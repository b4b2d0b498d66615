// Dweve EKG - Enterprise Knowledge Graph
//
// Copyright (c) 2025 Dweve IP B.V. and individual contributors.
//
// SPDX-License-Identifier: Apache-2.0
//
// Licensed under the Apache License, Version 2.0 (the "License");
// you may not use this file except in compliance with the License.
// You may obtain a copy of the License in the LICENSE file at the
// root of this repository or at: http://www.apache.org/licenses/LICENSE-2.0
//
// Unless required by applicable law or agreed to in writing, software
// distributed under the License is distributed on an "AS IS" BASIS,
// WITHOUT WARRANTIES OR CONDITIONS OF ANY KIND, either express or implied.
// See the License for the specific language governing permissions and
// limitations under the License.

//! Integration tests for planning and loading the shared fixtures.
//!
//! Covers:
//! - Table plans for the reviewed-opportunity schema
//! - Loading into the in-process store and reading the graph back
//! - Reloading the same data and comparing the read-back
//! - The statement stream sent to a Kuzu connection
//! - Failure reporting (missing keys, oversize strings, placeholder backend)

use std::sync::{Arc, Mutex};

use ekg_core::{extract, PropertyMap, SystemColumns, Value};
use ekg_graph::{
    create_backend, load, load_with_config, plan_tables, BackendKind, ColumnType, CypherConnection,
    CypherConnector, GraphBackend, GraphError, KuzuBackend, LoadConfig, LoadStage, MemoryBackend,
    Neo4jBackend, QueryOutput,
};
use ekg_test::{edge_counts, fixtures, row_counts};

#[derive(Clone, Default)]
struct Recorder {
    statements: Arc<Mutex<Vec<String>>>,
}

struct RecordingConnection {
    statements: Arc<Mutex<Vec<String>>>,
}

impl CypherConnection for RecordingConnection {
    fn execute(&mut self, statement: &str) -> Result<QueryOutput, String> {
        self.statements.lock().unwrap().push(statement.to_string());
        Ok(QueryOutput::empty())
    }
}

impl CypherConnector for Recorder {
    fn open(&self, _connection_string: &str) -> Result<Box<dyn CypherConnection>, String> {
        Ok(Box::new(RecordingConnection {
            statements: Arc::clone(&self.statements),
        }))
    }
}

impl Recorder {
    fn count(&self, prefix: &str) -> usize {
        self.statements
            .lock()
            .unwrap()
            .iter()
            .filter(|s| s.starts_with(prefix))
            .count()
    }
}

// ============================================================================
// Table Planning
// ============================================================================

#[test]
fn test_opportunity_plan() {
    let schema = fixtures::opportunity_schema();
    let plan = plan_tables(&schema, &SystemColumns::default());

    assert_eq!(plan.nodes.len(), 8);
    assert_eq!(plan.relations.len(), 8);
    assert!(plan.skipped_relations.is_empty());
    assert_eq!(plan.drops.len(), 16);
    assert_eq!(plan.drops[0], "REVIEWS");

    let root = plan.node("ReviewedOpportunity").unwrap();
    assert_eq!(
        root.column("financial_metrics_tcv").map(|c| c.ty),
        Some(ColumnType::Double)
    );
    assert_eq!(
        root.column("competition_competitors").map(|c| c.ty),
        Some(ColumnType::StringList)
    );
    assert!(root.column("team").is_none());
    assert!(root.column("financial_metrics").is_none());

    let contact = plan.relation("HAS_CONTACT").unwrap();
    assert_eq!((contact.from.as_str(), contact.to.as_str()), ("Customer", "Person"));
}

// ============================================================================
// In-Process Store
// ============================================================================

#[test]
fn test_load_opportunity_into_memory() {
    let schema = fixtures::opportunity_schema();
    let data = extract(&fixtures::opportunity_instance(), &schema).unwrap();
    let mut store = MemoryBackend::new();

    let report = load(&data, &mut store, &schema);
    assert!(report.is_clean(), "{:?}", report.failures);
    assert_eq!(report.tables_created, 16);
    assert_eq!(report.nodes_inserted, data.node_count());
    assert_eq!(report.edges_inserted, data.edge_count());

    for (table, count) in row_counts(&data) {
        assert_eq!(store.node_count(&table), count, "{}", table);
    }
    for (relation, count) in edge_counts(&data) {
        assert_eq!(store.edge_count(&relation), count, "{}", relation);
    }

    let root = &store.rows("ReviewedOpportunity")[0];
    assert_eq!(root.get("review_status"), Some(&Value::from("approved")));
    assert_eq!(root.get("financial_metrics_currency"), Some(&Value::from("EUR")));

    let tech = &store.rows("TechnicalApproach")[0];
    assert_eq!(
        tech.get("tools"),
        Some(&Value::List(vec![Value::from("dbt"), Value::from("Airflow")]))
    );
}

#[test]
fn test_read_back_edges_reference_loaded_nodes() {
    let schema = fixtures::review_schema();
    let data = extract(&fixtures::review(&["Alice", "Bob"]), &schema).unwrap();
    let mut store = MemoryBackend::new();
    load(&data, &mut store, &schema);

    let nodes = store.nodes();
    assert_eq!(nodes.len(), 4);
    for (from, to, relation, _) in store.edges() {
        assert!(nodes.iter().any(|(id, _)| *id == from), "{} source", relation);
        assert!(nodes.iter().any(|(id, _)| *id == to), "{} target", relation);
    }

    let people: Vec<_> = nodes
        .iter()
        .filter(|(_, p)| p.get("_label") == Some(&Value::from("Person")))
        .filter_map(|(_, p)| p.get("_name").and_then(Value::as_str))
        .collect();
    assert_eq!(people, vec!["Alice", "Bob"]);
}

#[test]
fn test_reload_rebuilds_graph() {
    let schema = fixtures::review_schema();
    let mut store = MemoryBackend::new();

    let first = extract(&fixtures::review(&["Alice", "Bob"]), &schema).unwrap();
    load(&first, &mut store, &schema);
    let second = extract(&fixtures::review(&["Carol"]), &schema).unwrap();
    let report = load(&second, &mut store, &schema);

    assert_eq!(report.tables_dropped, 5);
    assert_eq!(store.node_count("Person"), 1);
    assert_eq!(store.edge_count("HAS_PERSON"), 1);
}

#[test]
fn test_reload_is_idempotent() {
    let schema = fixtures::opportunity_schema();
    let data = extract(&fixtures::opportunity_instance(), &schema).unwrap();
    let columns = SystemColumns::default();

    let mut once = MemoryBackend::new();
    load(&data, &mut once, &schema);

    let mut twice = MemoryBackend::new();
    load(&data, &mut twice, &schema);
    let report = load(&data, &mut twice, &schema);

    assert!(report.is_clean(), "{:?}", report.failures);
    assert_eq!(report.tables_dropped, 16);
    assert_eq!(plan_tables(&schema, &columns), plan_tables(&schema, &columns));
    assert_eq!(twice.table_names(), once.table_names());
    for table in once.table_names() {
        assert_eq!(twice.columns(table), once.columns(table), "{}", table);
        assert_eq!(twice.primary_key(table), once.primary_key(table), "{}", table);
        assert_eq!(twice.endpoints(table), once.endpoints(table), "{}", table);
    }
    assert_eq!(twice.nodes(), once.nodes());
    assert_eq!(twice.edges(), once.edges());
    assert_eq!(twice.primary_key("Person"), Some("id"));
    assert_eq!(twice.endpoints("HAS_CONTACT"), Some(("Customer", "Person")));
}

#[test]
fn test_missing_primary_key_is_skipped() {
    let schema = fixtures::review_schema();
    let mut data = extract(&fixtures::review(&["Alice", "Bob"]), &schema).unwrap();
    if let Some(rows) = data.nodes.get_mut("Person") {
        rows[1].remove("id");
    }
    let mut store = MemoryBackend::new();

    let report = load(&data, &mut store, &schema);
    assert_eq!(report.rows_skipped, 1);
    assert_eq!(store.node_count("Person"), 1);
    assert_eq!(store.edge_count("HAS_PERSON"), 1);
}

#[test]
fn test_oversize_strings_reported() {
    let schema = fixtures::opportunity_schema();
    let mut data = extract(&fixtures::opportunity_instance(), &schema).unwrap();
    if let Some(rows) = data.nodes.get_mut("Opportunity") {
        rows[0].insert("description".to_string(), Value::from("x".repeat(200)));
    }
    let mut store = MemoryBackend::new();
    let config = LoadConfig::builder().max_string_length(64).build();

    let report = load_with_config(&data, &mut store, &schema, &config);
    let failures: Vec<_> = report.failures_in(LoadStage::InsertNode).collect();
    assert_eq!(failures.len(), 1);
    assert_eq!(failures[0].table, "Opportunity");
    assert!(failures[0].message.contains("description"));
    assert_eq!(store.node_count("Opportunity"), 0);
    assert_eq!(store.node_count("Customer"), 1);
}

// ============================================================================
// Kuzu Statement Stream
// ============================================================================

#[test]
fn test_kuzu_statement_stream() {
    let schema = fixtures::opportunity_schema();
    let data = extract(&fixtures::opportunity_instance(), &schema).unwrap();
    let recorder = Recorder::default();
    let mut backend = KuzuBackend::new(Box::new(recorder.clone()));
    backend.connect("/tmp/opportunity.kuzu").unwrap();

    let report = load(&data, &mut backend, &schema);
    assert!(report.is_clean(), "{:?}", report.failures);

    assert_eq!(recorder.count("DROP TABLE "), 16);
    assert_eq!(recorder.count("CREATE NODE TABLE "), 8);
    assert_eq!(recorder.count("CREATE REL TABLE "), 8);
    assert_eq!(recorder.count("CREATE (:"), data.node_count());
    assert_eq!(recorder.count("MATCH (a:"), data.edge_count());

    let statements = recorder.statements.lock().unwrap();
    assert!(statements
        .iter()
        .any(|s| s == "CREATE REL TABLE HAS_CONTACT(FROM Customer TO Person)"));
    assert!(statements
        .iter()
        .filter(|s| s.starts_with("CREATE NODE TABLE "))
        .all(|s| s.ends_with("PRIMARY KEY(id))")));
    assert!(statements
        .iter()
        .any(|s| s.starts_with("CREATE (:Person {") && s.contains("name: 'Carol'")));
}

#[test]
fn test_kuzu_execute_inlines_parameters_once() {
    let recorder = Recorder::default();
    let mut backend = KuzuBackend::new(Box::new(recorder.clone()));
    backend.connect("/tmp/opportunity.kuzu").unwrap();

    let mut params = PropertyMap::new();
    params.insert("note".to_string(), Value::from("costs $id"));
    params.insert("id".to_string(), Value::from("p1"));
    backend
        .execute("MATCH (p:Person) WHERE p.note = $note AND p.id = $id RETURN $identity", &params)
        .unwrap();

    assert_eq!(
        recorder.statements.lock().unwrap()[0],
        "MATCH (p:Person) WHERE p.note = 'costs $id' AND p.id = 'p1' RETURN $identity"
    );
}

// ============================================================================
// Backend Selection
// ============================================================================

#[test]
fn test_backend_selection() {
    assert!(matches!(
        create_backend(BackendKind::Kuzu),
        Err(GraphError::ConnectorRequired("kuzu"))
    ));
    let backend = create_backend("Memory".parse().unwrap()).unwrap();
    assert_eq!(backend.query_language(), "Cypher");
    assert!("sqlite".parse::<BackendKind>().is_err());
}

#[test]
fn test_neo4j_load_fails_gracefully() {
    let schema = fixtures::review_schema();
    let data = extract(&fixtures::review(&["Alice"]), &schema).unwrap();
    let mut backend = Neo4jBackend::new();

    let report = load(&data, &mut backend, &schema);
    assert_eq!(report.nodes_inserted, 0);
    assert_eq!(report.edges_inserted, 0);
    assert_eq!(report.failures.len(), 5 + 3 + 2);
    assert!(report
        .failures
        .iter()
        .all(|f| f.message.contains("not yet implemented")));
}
# # #
Where does the word "contains" appear in the records? Copy every line that holds it.

◆ **Result below**
    assert!(failures[0].message.contains("description"));
        .any(|s| s.starts_with("CREATE (:Person {") && s.contains("name: 'Carol'")));
        .all(|f| f.message.contains("not yet implemented")));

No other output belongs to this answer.